(Your task) Count the lines in the listing below that hold the string "format". Reply with the number alone.
/---
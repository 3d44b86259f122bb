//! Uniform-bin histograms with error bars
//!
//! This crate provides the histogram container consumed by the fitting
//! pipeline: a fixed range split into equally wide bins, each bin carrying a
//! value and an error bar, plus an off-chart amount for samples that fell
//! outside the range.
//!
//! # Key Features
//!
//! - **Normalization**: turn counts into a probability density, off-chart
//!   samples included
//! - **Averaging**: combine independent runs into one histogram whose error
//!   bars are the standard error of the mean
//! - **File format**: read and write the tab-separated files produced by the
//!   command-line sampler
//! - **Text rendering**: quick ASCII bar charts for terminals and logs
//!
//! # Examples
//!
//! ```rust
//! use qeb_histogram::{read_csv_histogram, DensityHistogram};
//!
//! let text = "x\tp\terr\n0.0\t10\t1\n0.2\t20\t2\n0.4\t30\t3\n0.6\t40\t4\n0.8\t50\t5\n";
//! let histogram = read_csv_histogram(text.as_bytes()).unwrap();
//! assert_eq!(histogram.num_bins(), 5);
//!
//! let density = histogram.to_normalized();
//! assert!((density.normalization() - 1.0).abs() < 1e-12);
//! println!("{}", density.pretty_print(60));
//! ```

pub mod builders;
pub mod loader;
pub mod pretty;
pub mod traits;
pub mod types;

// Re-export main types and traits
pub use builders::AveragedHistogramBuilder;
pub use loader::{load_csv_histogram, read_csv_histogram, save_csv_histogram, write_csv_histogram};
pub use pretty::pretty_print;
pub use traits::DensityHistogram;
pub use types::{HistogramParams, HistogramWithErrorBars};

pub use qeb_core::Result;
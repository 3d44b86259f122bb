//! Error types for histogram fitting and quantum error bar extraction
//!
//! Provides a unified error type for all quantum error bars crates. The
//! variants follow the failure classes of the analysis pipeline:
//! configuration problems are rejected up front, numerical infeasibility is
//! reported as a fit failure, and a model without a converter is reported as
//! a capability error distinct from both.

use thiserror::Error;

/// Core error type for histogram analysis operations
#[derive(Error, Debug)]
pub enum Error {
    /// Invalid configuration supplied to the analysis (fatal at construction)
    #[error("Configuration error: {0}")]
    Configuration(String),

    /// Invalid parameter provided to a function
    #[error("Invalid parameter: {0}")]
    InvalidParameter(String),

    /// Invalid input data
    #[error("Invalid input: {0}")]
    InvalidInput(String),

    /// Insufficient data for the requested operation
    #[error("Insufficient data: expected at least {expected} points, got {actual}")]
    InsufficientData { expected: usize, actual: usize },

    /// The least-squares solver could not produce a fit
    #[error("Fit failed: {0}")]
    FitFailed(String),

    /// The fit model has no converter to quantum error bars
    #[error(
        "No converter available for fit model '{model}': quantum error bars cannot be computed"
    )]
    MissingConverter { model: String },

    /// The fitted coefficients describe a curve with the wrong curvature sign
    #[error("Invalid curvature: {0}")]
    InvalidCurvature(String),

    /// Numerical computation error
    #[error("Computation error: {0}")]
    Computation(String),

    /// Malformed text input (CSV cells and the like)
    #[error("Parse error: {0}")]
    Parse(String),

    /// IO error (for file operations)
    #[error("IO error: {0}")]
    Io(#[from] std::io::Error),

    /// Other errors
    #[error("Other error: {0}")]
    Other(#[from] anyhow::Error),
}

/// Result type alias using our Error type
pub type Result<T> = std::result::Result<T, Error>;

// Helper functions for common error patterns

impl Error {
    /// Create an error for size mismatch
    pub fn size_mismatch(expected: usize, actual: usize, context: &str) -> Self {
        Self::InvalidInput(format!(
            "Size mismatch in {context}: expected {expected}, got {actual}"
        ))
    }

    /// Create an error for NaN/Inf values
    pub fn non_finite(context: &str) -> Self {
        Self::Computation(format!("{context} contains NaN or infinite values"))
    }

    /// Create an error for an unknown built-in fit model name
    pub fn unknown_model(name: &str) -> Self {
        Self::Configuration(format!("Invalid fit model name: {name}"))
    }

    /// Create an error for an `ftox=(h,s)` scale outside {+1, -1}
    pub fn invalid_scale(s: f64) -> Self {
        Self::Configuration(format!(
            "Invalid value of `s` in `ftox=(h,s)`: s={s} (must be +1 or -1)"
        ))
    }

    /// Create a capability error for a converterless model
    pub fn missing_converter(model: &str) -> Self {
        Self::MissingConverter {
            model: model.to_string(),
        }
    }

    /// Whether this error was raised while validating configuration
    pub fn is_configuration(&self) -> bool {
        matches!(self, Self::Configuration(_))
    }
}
\---
(Task solution) 5